Por no hablar de las incontables palomas, verdaderas ratas aladas, y los jabalíes, animalitos a los que no se controla por servidumbre al sacrosanto y fingido ecologismo. Saltó a Twitter el caso de una señora con su compra que tuvo que ser rescatada de una parada de autobús, al verse rodeada por hambrientos y amenazantes suidos.

Si bien el peor animalario del panorama barcelonés es el humano. La más grotesca conjunción de decisiones políticas perversas ha dado con el desastre. La ciudad es ya capital de la delincuencia, la okupación y el crimen organizado.
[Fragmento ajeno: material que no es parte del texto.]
// SPDX-License-Identifier: Apache-2.0
// Copyright (c) 2025 Polyframe Inc.

//! Procedural displacement fields

use nalgebra::Point3;
use noise::core::worley::ReturnType;
use noise::{Fbm, MultiFractal, NoiseFn, Perlin, Worley};
use serde::{Deserialize, Serialize};

/// Noise basis used by a displacement field
#[derive(Debug, Clone, Copy, PartialEq, Eq, Default, Serialize, Deserialize)]
#[serde(rename_all = "snake_case")]
pub enum NoiseKind {
    /// Worley distance to the nearest feature point; large rocky cells
    #[default]
    Cellular,
    /// Fractal Perlin noise; soft billowing detail
    Clouds,
    /// Single-octave Perlin gradient noise
    Perlin,
}

fn default_octaves() -> usize {
    3
}

/// Scalar field over 3D positions, fully determined by its parameters
#[derive(Debug, Clone, PartialEq, Serialize, Deserialize)]
pub struct NoiseField {
    #[serde(default)]
    pub kind: NoiseKind,
    pub seed: u32,
    /// Spatial frequency: positions are multiplied by this before sampling
    pub noise_scale: f64,
    /// Octave count for `Clouds`
    #[serde(default = "default_octaves")]
    pub octaves: usize,
}

impl NoiseField {
    pub fn new(kind: NoiseKind, seed: u32, noise_scale: f64) -> Self {
        Self {
            kind,
            seed,
            noise_scale,
            octaves: default_octaves(),
        }
    }

    pub fn cellular(seed: u32, noise_scale: f64) -> Self {
        Self::new(NoiseKind::Cellular, seed, noise_scale)
    }

    pub fn clouds(seed: u32, noise_scale: f64) -> Self {
        Self::new(NoiseKind::Clouds, seed, noise_scale)
    }

    /// Build a sampler for repeated evaluation
    pub fn sampler(&self) -> FieldSampler {
        let source: Box<dyn NoiseFn<f64, 3>> = match self.kind {
            NoiseKind::Cellular => {
                Box::new(Worley::new(self.seed).set_return_type(ReturnType::Distance))
            }
            NoiseKind::Clouds => {
                Box::new(Fbm::<Perlin>::new(self.seed).set_octaves(self.octaves.max(1)))
            }
            NoiseKind::Perlin => Box::new(Perlin::new(self.seed)),
        };
        FieldSampler {
            source,
            scale: self.noise_scale,
        }
    }
}

/// Evaluates a [`NoiseField`]; values are clamped to `[-1, 1]`
pub struct FieldSampler {
    source: Box<dyn NoiseFn<f64, 3>>,
    scale: f64,
}

impl FieldSampler {
    pub fn sample(&self, position: &Point3<f64>) -> f64 {
        let p = position.coords * self.scale;
        self.source.get([p.x, p.y, p.z]).clamp(-1.0, 1.0)
    }
}
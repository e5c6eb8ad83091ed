// SPDX-License-Identifier: Apache-2.0
// Copyright (c) 2025 Polyframe Inc.

//! Batch generation: many seeded assets of one recipe, each exported with its manifest

use crate::error::SculptError;
use crate::io::{export_with_fallback, ExportFormat};
use crate::recipes::{asset_seed, Recipe, RecipeInputs};
use crate::sculpt::AssetStore;
use indicatif::{ProgressBar, ProgressStyle};
use serde::{Deserialize, Deserializer, Serialize, Serializer};
use std::fs;
use std::path::{Path, PathBuf};
use std::time::{Duration, Instant};
use tracing::{error, info, warn};

fn serialize_duration<S>(duration: &Duration, serializer: S) -> Result<S::Ok, S::Error>
where
    S: Serializer,
{
    serializer.serialize_f64(duration.as_secs_f64())
}

fn deserialize_duration<'de, D>(deserializer: D) -> Result<Duration, D::Error>
where
    D: Deserializer<'de>,
{
    let secs = f64::deserialize(deserializer)?;
    Ok(Duration::from_secs_f64(secs))
}

/// What to generate and where
#[derive(Debug, Clone)]
pub struct BatchOptions {
    pub recipe: Recipe,
    pub count: usize,
    pub seed: u64,
    pub output_dir: PathBuf,
    /// Overrides the recipe's preferred format
    pub format: Option<ExportFormat>,
    /// Overrides the recipe's fallback format
    pub fallback: Option<ExportFormat>,
    pub min_vertices: usize,
    pub inputs: RecipeInputs,
    pub show_progress: bool,
}

impl BatchOptions {
    pub fn new(recipe: Recipe, output_dir: impl Into<PathBuf>) -> Self {
        Self {
            recipe,
            count: 1,
            seed: 0,
            output_dir: output_dir.into(),
            format: None,
            fallback: None,
            min_vertices: 1,
            inputs: RecipeInputs::default(),
            show_progress: false,
        }
    }
}

/// Result for a single asset
#[derive(Debug, Clone, PartialEq, Serialize, Deserialize)]
#[serde(tag = "status", rename_all = "snake_case")]
pub enum AssetOutcome {
    Exported {
        path: PathBuf,
        manifest: PathBuf,
        vertices: usize,
        faces: usize,
        /// The primary format failed and the fallback was written
        fell_back: bool,
    },
    /// Carving removed the geometry; nothing was exported
    Empty {
        pass: String,
        remaining_vertices: usize,
    },
    Failed {
        kind: String,
        error: String,
    },
}

#[derive(Debug, Clone, Serialize, Deserialize)]
pub struct AssetReport {
    pub index: usize,
    pub seed: u64,
    pub outcome: AssetOutcome,
    #[serde(serialize_with = "serialize_duration", deserialize_with = "deserialize_duration")]
    pub duration: Duration,
}

/// Summary of a batch run
#[derive(Debug, Clone, Serialize, Deserialize)]
pub struct BatchReport {
    pub timestamp: String,
    pub recipe: Recipe,
    pub base_seed: u64,
    pub assets: Vec<AssetReport>,
    #[serde(serialize_with = "serialize_duration", deserialize_with = "deserialize_duration")]
    pub total_duration: Duration,
}

impl BatchReport {
    fn new(recipe: Recipe, base_seed: u64) -> Self {
        Self {
            timestamp: chrono::Utc::now().format("%Y-%m-%d %H:%M:%S UTC").to_string(),
            recipe,
            base_seed,
            assets: Vec::new(),
            total_duration: Duration::ZERO,
        }
    }

    pub fn exported(&self) -> usize {
        self.count(|o| matches!(o, AssetOutcome::Exported { .. }))
    }

    pub fn empty(&self) -> usize {
        self.count(|o| matches!(o, AssetOutcome::Empty { .. }))
    }

    pub fn failed(&self) -> usize {
        self.count(|o| matches!(o, AssetOutcome::Failed { .. }))
    }

    pub fn has_failures(&self) -> bool {
        self.failed() > 0
    }

    fn count(&self, pred: impl Fn(&AssetOutcome) -> bool) -> usize {
        self.assets.iter().filter(|a| pred(&a.outcome)).count()
    }

    pub fn save(&self, path: &Path) -> anyhow::Result<()> {
        let json = serde_json::to_string_pretty(self)?;
        fs::write(path, json)?;
        Ok(())
    }
}

/// Runs assets one after another; a failed asset does not stop the batch
pub struct BatchRunner {
    options: BatchOptions,
    assets: AssetStore,
}

impl BatchRunner {
    pub fn new(options: BatchOptions) -> Self {
        Self {
            options,
            assets: AssetStore::new(),
        }
    }

    /// Use a pre-populated asset store (embedded or synthetic height maps)
    pub fn with_assets(options: BatchOptions, assets: AssetStore) -> Self {
        Self { options, assets }
    }

    pub fn run(&mut self) -> anyhow::Result<BatchReport> {
        let options = self.options.clone();
        fs::create_dir_all(&options.output_dir)?;

        let start = Instant::now();
        let mut report = BatchReport::new(options.recipe, options.seed);

        let pb = if options.show_progress {
            let p = ProgressBar::new(options.count as u64);
            p.set_style(
                ProgressStyle::default_bar()
                    .template("{spinner:.green} [{elapsed_precise}] [{bar:40.cyan/blue}] {pos}/{len} ({eta})")?
                    .progress_chars("#>-"),
            );
            Some(p)
        } else {
            None
        };

        for index in 0..options.count {
            let asset_start = Instant::now();
            let seed = asset_seed(options.seed, index);
            let outcome = self.generate_one(index, seed);

            match &outcome {
                AssetOutcome::Exported { path, .. } => {
                    info!(index, seed, path = %path.display(), "asset exported")
                }
                AssetOutcome::Empty { pass, .. } => {
                    warn!(index, seed, %pass, "asset carved to nothing, skipped")
                }
                AssetOutcome::Failed { error, .. } => error!(index, seed, %error, "asset failed"),
            }

            report.assets.push(AssetReport {
                index,
                seed,
                outcome,
                duration: asset_start.elapsed(),
            });
            if let Some(ref p) = pb {
                p.inc(1);
            }
        }

        if let Some(p) = pb {
            p.finish_and_clear();
        }
        report.total_duration = start.elapsed();
        Ok(report)
    }

    fn generate_one(&mut self, index: usize, seed: u64) -> AssetOutcome {
        let options = &self.options;
        let mut plan = options.recipe.plan(seed, &options.inputs);
        plan.pipeline.min_vertices = options.min_vertices;

        let output = match plan.build(&mut self.assets) {
            Ok(output) => output,
            Err(SculptError::EmptyMeshResult {
                pass,
                remaining_vertices,
                ..
            }) => {
                return AssetOutcome::Empty {
                    pass,
                    remaining_vertices,
                }
            }
            Err(err) => return failed(&err),
        };

        // With `min_vertices` at 0 an emptied mesh gets through the pipeline
        if output.mesh.vertex_count() == 0 {
            let pass = output
                .manifest
                .passes
                .iter()
                .find(|record| record.vertices_after == 0)
                .map_or_else(|| plan.base.name().to_string(), |record| record.name.clone());
            return AssetOutcome::Empty {
                pass,
                remaining_vertices: 0,
            };
        }

        let stem = format!("{}_{}", options.recipe.name(), index);
        let primary = options.format.unwrap_or(plan.format);
        let fallback = options.fallback.or(plan.fallback);

        let path = match export_with_fallback(
            &output.mesh,
            &options.output_dir,
            &stem,
            primary,
            fallback,
            &plan.export_options(),
        ) {
            Ok(path) => path,
            Err(err) => return failed(&err),
        };

        let manifest_path = options.output_dir.join(format!("{}.manifest.json", stem));
        if let Err(err) = output.manifest.write(&manifest_path) {
            return failed(&err);
        }

        AssetOutcome::Exported {
            fell_back: ExportFormat::from_path(&path) != Some(primary),
            path,
            manifest: manifest_path,
            vertices: output.mesh.vertex_count(),
            faces: output.mesh.face_count(),
        }
    }
}

fn failed(err: &SculptError) -> AssetOutcome {
    AssetOutcome::Failed {
        kind: err.kind().to_string(),
        error: err.to_string(),
    }
}

#[cfg(test)]
mod tests {
    use super::*;
    use crate::sculpt::HeightMap;
    use tempfile::TempDir;

    #[test]
    fn test_batch_names_outputs_by_index() {
        let dir = TempDir::new().unwrap();
        let mut options = BatchOptions::new(Recipe::SimpleAsteroid, dir.path());
        options.count = 3;
        options.seed = 10;

        let report = BatchRunner::new(options).run().unwrap();
        assert_eq!(report.exported(), 3);
        assert!(!report.has_failures());
        for i in 0..3 {
            assert!(dir.path().join(format!("simple_asteroid_{}.obj", i)).is_file());
            assert!(dir
                .path()
                .join(format!("simple_asteroid_{}.manifest.json", i))
                .is_file());
        }
        assert_eq!(report.assets[2].seed, 12);
    }

    #[test]
    fn test_missing_height_map_fails_each_asset_but_batch_completes() {
        let dir = TempDir::new().unwrap();
        let mut options = BatchOptions::new(Recipe::ReliefCoin, dir.path());
        options.count = 2;
        options.inputs.height_map = PathBuf::from("/missing/logo.png");

        let report = BatchRunner::new(options).run().unwrap();
        assert_eq!(report.failed(), 2);
        assert!(report.has_failures());
        match &report.assets[0].outcome {
            AssetOutcome::Failed { kind, .. } => assert_eq!(kind, "asset_missing"),
            other => panic!("unexpected outcome {:?}", other),
        }
    }

    #[test]
    fn test_dark_map_reports_empty_asset() {
        let dir = TempDir::new().unwrap();
        let mut options = BatchOptions::new(Recipe::CleanCoin, dir.path());
        options.inputs.height_map = PathBuf::from("dark.png");
        let mut assets = AssetStore::new();
        assets.insert_height_map("dark.png", HeightMap::uniform(4, 4, 0.0).unwrap());

        let report = BatchRunner::with_assets(options, assets).run().unwrap();
        assert_eq!(report.empty(), 1);
        assert!(!report.has_failures());
        assert!(!dir.path().join("clean_coin_0.obj").exists());
    }

    #[test]
    fn test_emptied_mesh_is_empty_even_without_vertex_floor() {
        let dir = TempDir::new().unwrap();
        let mut options = BatchOptions::new(Recipe::CleanCoin, dir.path());
        options.inputs.height_map = PathBuf::from("dark.png");
        options.min_vertices = 0;
        let mut assets = AssetStore::new();
        assets.insert_height_map("dark.png", HeightMap::uniform(4, 4, 0.0).unwrap());

        let report = BatchRunner::with_assets(options, assets).run().unwrap();
        assert_eq!(report.empty(), 1);
        assert!(!report.has_failures());
        match &report.assets[0].outcome {
            AssetOutcome::Empty {
                pass,
                remaining_vertices,
            } => {
                assert_eq!(pass, "threshold_carve");
                assert_eq!(*remaining_vertices, 0);
            }
            other => panic!("expected an empty asset, got {:?}", other),
        }
        assert!(!dir.path().join("clean_coin_0.obj").exists());
        assert!(!dir.path().join("clean_coin_0.manifest.json").exists());
    }

    #[test]
    fn test_format_override() {
        let dir = TempDir::new().unwrap();
        let mut options = BatchOptions::new(Recipe::Coin, dir.path());
        options.format = Some(ExportFormat::Stl);

        let report = BatchRunner::new(options).run().unwrap();
        match &report.assets[0].outcome {
            AssetOutcome::Exported { path, fell_back, .. } => {
                assert_eq!(path, &dir.path().join("coin_0.stl"));
                assert!(!fell_back);
            }
            other => panic!("unexpected outcome {:?}", other),
        }
    }
}
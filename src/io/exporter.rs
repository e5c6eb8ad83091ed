// SPDX-License-Identifier: Apache-2.0
// Copyright (c) 2025 Polyframe Inc.

//! Format dispatch and export fallback

use super::{export_gltf, export_obj, export_stl};
use crate::error::{SculptError, SculptResult};
use crate::geometry::Mesh;
use serde::{Deserialize, Serialize};
use std::fmt;
use std::fs;
use std::path::{Path, PathBuf};
use std::str::FromStr;
use tracing::{debug, info, warn};

/// Interchange formats the exporter can write
#[derive(Debug, Clone, Copy, PartialEq, Eq, Hash, Serialize, Deserialize)]
#[serde(rename_all = "lowercase")]
pub enum ExportFormat {
    Obj,
    Glb,
    Gltf,
    Stl,
}

impl ExportFormat {
    pub fn extension(self) -> &'static str {
        match self {
            ExportFormat::Obj => "obj",
            ExportFormat::Glb => "glb",
            ExportFormat::Gltf => "gltf",
            ExportFormat::Stl => "stl",
        }
    }

    /// Guess the format from a file extension
    pub fn from_path(path: &Path) -> Option<Self> {
        path.extension()
            .and_then(|ext| ext.to_str())
            .and_then(|ext| ext.parse().ok())
    }
}

impl fmt::Display for ExportFormat {
    fn fmt(&self, f: &mut fmt::Formatter<'_>) -> fmt::Result {
        f.write_str(self.extension())
    }
}

impl FromStr for ExportFormat {
    type Err = String;

    fn from_str(s: &str) -> Result<Self, Self::Err> {
        match s.to_ascii_lowercase().as_str() {
            "obj" => Ok(ExportFormat::Obj),
            "glb" => Ok(ExportFormat::Glb),
            "gltf" => Ok(ExportFormat::Gltf),
            "stl" => Ok(ExportFormat::Stl),
            other => Err(format!("unknown export format '{}'", other)),
        }
    }
}

/// Surface description carried into formats that support materials
#[derive(Debug, Clone, PartialEq, Serialize, Deserialize)]
pub struct MaterialDesc {
    pub name: String,
    /// Linear RGB
    pub base_color: [f64; 3],
    pub metallic: f64,
    pub roughness: f64,
    #[serde(default, skip_serializing_if = "Option::is_none")]
    pub texture: Option<PathBuf>,
}

impl MaterialDesc {
    pub fn new(name: impl Into<String>, base_color: [f64; 3], metallic: f64, roughness: f64) -> Self {
        Self {
            name: name.into(),
            base_color,
            metallic,
            roughness,
            texture: None,
        }
    }
}

#[derive(Debug, Clone, Default, PartialEq, Serialize, Deserialize)]
pub struct ExportOptions {
    #[serde(default)]
    pub material: Option<MaterialDesc>,
}

impl ExportOptions {
    pub fn with_material(material: MaterialDesc) -> Self {
        Self {
            material: Some(material),
        }
    }
}

/// Write `mesh` to `path` in `format`, returning the path written
pub fn export(
    mesh: &Mesh,
    path: &Path,
    format: ExportFormat,
    options: &ExportOptions,
) -> SculptResult<PathBuf> {
    let fail = |reason: String| SculptError::Export {
        format: format.to_string(),
        path: path.to_path_buf(),
        reason,
    };

    check_exportable(mesh).map_err(fail)?;

    let result = match format {
        ExportFormat::Obj => export_obj::export(mesh, path, options),
        ExportFormat::Glb => export_gltf::export_glb(mesh, path, options),
        ExportFormat::Gltf => export_gltf::export_gltf(mesh, path, options),
        ExportFormat::Stl => export_stl::export(mesh, path),
    };
    if let Err(e) = result {
        discard_partial(path, format);
        return Err(fail(format!("{:#}", e)));
    }

    info!(path = %path.display(), %format, vertices = mesh.vertex_count(), "exported mesh");
    Ok(path.to_path_buf())
}

/// Export to `dir/stem.<primary>`; on failure retry once as `dir/stem.<fallback>`
pub fn export_with_fallback(
    mesh: &Mesh,
    dir: &Path,
    stem: &str,
    primary: ExportFormat,
    fallback: Option<ExportFormat>,
    options: &ExportOptions,
) -> SculptResult<PathBuf> {
    let primary_path = dir.join(format!("{}.{}", stem, primary.extension()));
    match export(mesh, &primary_path, primary, options) {
        Ok(path) => Ok(path),
        Err(err) => match fallback {
            Some(fallback) if fallback != primary => {
                warn!(error = %err, %fallback, "primary export failed, retrying");
                let fallback_path = dir.join(format!("{}.{}", stem, fallback.extension()));
                export(mesh, &fallback_path, fallback, options)
            }
            _ => Err(err),
        },
    }
}

/// Remove whatever a failed export left behind: the target and its sidecar
fn discard_partial(path: &Path, format: ExportFormat) {
    let sidecar = match format {
        ExportFormat::Obj => Some(path.with_extension("mtl")),
        ExportFormat::Gltf => Some(path.with_extension("bin")),
        ExportFormat::Glb | ExportFormat::Stl => None,
    };
    for leftover in std::iter::once(path.to_path_buf()).chain(sidecar) {
        if leftover.is_file() {
            match fs::remove_file(&leftover) {
                Ok(()) => debug!(path = %leftover.display(), "removed partial export"),
                Err(e) => {
                    warn!(path = %leftover.display(), error = %e, "could not remove partial export")
                }
            }
        }
    }
}

fn check_exportable(mesh: &Mesh) -> Result<(), String> {
    if mesh.vertices.is_empty() || mesh.faces.is_empty() {
        return Err("mesh has no geometry".into());
    }
    let finite = mesh.vertices.iter().all(|v| {
        v.position.iter().all(|c| c.is_finite()) && v.normal.iter().all(|c| c.is_finite())
    });
    if !finite {
        return Err("mesh contains non-finite coordinates".into());
    }
    mesh.validate().map_err(|e| e.to_string())
}
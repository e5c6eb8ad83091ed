// SPDX-License-Identifier: Apache-2.0
// Copyright (c) 2025 Polyframe Inc.

//! Ordered execution of sculpt passes

use super::{AssetStore, Manifest, MeshPass, PassRecord, SculptPass};
use crate::error::{SculptError, SculptResult};
use crate::geometry::Mesh;
use serde::{Deserialize, Serialize};
use std::time::Instant;
use tracing::{debug, info};

fn default_min_vertices() -> usize {
    1
}

/// A list of passes applied in order to one mesh
#[derive(Debug, Clone, PartialEq, Serialize, Deserialize)]
pub struct Pipeline {
    #[serde(default)]
    pub passes: Vec<SculptPass>,
    /// Any pass leaving fewer vertices than this aborts the run
    #[serde(default = "default_min_vertices")]
    pub min_vertices: usize,
    #[serde(default, skip_serializing_if = "Option::is_none")]
    pub recipe: Option<String>,
    #[serde(default, skip_serializing_if = "Option::is_none")]
    pub seed: Option<u64>,
}

/// Final mesh plus the record of how it was made
#[derive(Debug, Clone)]
pub struct SculptOutput {
    pub mesh: Mesh,
    pub manifest: Manifest,
}

impl Default for Pipeline {
    fn default() -> Self {
        Self::new()
    }
}

impl Pipeline {
    pub fn new() -> Self {
        Self {
            passes: Vec::new(),
            min_vertices: default_min_vertices(),
            recipe: None,
            seed: None,
        }
    }

    pub fn with_pass(mut self, pass: impl Into<SculptPass>) -> Self {
        self.passes.push(pass.into());
        self
    }

    pub fn push(&mut self, pass: impl Into<SculptPass>) {
        self.passes.push(pass.into());
    }

    pub fn with_min_vertices(mut self, min_vertices: usize) -> Self {
        self.min_vertices = min_vertices;
        self
    }

    /// Label the manifest with the recipe and seed that produced this pipeline
    pub fn with_provenance(mut self, recipe: impl Into<String>, seed: u64) -> Self {
        self.recipe = Some(recipe.into());
        self.seed = Some(seed);
        self
    }

    pub fn len(&self) -> usize {
        self.passes.len()
    }

    pub fn is_empty(&self) -> bool {
        self.passes.is_empty()
    }

    /// Run every pass in order, stopping at the first failure
    pub fn run(&self, mesh: Mesh, assets: &mut AssetStore) -> SculptResult<SculptOutput> {
        let mut records = Vec::with_capacity(self.passes.len());
        self.run_recorded(mesh, assets, &mut records)
    }

    /// Same as [`run`](Self::run), but the records of completed passes stay in
    /// `records` when the run stops early. A pass that leaves too few vertices
    /// is recorded before the run aborts; a pass that fails is not.
    pub fn run_recorded(
        &self,
        mut mesh: Mesh,
        assets: &mut AssetStore,
        records: &mut Vec<PassRecord>,
    ) -> SculptResult<SculptOutput> {
        records.clear();
        mesh.validate()?;

        for pass in &self.passes {
            let vertices_before = mesh.vertex_count();
            let start = Instant::now();

            let detail = pass.apply(&mut mesh, assets)?;

            let elapsed_ms = start.elapsed().as_secs_f64() * 1000.0;
            mesh.validate()?;
            debug!(
                pass = pass.name(),
                vertices_before,
                vertices_after = mesh.vertex_count(),
                faces = mesh.face_count(),
                elapsed_ms,
                "pass complete"
            );

            records.push(PassRecord {
                name: pass.name().to_string(),
                params: pass.params(),
                vertices_before,
                vertices_after: mesh.vertex_count(),
                faces_after: mesh.face_count(),
                elapsed_ms,
                detail,
            });

            if mesh.vertex_count() < self.min_vertices {
                return Err(SculptError::EmptyMeshResult {
                    pass: pass.name().to_string(),
                    remaining_vertices: mesh.vertex_count(),
                    min_vertices: self.min_vertices,
                });
            }
        }

        let mut manifest = Manifest::new(std::mem::take(records), &mesh);
        manifest.recipe = self.recipe.clone();
        manifest.seed = self.seed;
        info!(
            passes = manifest.passes.len(),
            vertices = manifest.vertex_count,
            faces = manifest.face_count,
            "sculpt finished"
        );

        Ok(SculptOutput { mesh, manifest })
    }
}

#[cfg(test)]
mod tests {
    use super::*;
    use crate::geometry::Primitive;
    use crate::sculpt::{Axis, HeightMap, ImageDisplace, PassDetail, Smooth, ThresholdCarve};

    #[test]
    fn test_empty_pipeline_returns_input() {
        let mesh = Primitive::icosphere(1.0, 1).to_mesh();
        let output = Pipeline::new().run(mesh.clone(), &mut AssetStore::new()).unwrap();
        assert_eq!(output.mesh, mesh);
        assert!(output.manifest.passes.is_empty());
        assert_eq!(output.manifest.vertex_count, 42);
    }

    #[test]
    fn test_records_each_pass() {
        let pipeline = Pipeline::new()
            .with_pass(Smooth::new(0.5, 2))
            .with_pass(ThresholdCarve::new(Axis::Z, -0.5))
            .with_provenance("test", 7);

        let mesh = Primitive::icosphere(1.0, 1).to_mesh();
        let output = pipeline.run(mesh, &mut AssetStore::new()).unwrap();
        let manifest = &output.manifest;

        assert_eq!(manifest.recipe.as_deref(), Some("test"));
        assert_eq!(manifest.seed, Some(7));
        assert_eq!(manifest.passes.len(), 2);
        assert_eq!(manifest.passes[0].name, "smooth");
        assert_eq!(manifest.passes[1].vertices_before, 42);
        assert!(matches!(manifest.passes[1].detail, PassDetail::Carve(_)));
        assert_eq!(manifest.vertex_count, output.mesh.vertex_count());
    }

    #[test]
    fn test_empty_result_is_structured_error() {
        let pipeline = Pipeline::new()
            .with_pass(Smooth::new(0.5, 1))
            .with_pass(ThresholdCarve::new(Axis::Z, 10.0));
        let mesh = Primitive::plane(2.0, 4, 4).to_mesh();

        match pipeline.run(mesh, &mut AssetStore::new()) {
            Err(SculptError::EmptyMeshResult {
                pass,
                remaining_vertices,
                min_vertices,
            }) => {
                assert_eq!(pass, "threshold_carve");
                assert_eq!(remaining_vertices, 0);
                assert_eq!(min_vertices, 1);
            }
            other => panic!("expected EmptyMeshResult, got {:?}", other.map(|o| o.manifest)),
        }
    }

    #[test]
    fn test_stopped_run_keeps_completed_records() {
        let pipeline = Pipeline::new()
            .with_pass(Smooth::new(0.5, 1))
            .with_pass(ThresholdCarve::new(Axis::Z, 10.0))
            .with_pass(Smooth::new(0.5, 1));
        let mut records = Vec::new();

        let result = pipeline.run_recorded(
            Primitive::plane(2.0, 4, 4).to_mesh(),
            &mut AssetStore::new(),
            &mut records,
        );

        assert!(result.unwrap_err().is_empty_result());
        let names: Vec<&str> = records.iter().map(|r| r.name.as_str()).collect();
        assert_eq!(names, ["smooth", "threshold_carve"]);
        assert_eq!(records[1].vertices_before, 25);
        assert_eq!(records[1].vertices_after, 0);
        match records[1].detail {
            PassDetail::Carve(report) => assert_eq!(report.marked, 25),
            PassDetail::None => panic!("carve pass recorded no report"),
        }
    }

    #[test]
    fn test_min_vertices_threshold() {
        let pipeline = Pipeline::new()
            .with_pass(ThresholdCarve::new(Axis::X, 0.5))
            .with_min_vertices(20);
        let mesh = Primitive::plane(2.0, 4, 4).to_mesh();
        let err = pipeline.run(mesh, &mut AssetStore::new()).unwrap_err();
        assert!(err.is_empty_result());
    }

    #[test]
    fn test_missing_asset_fails_fast() {
        let pipeline = Pipeline::new()
            .with_pass(ImageDisplace::new("/no/such/logo.png", 0.5, 0.1))
            .with_pass(Smooth::new(0.5, 1));
        let mesh = Primitive::plane(2.0, 2, 2).to_mesh();
        let err = pipeline.run(mesh, &mut AssetStore::new()).unwrap_err();
        assert!(matches!(err, SculptError::AssetMissing { .. }));
    }

    #[test]
    fn test_registered_map_drives_displacement() {
        let mut assets = AssetStore::new();
        assets.insert_height_map("black.png", HeightMap::uniform(4, 4, 0.0).unwrap());
        let pipeline = Pipeline::new().with_pass(ImageDisplace::new("black.png", 0.5, 0.1));

        let output = pipeline
            .run(Primitive::plane(2.0, 2, 2).to_mesh(), &mut assets)
            .unwrap();
        assert!(output
            .mesh
            .vertices
            .iter()
            .all(|v| (v.position.z + 0.05).abs() < 1e-9));
    }
}
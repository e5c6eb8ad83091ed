// SPDX-License-Identifier: Apache-2.0
// Copyright (c) 2025 Polyframe Inc.

//! Geometry module - mesh representation, primitives and topology

mod bbox;
mod mesh;
pub mod mesh_utils;
mod primitives;
pub mod subdivide;

pub use bbox::BoundingBox;
pub use mesh::{Face, Mesh, Vertex};
pub use primitives::{CapFill, Primitive};
pub use subdivide::subdivide;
El creciente hurto callejero de relojes más o menos lujosos tiene una causa curiosa. Parece que la camorra envía a cachorros aspirantes a entrar en la organización, y el rito de paso en cuestión es volver a Nápoles con un buen botín de pulsera.

Y así, mientras Barcelona coge aires italomarselleses, la policía está atada de manos en virtud de que hace unos años el Parlament, llevado por el populismo cupero, convirtió a las fuerzas de seguridad ciudadana en poco más que uniformados buenos y dialogantes en un mundo bueno, dialogante y tal.

A todo esto, recientemente pudimos observar a la señora alcaldesa gozando con nocturnidad en una sala de fiestas. Bailaba, se diría feliz por el deber destructivo cumplido, junto a Iván González (de artista Samantha Hudson, “antifascista” favorable a la prohibición de la policía y de Vox).

A ambos personajes, y a falta de una Siberia catalana, aquel comité central de Montalbán los hubiera enviado diez años a una celda de Montserrat llena de libros. Pero el PSUC, como la izquierda cultivada y civilizada que antaño conocimos, ya no existe.

Así que bien hará el parné barcelonés, con o sin Feijóo, en comenzar a limpiar y poner orden a este habitáculo barcelonés, que se ahoga en la porquería y la inseguridad.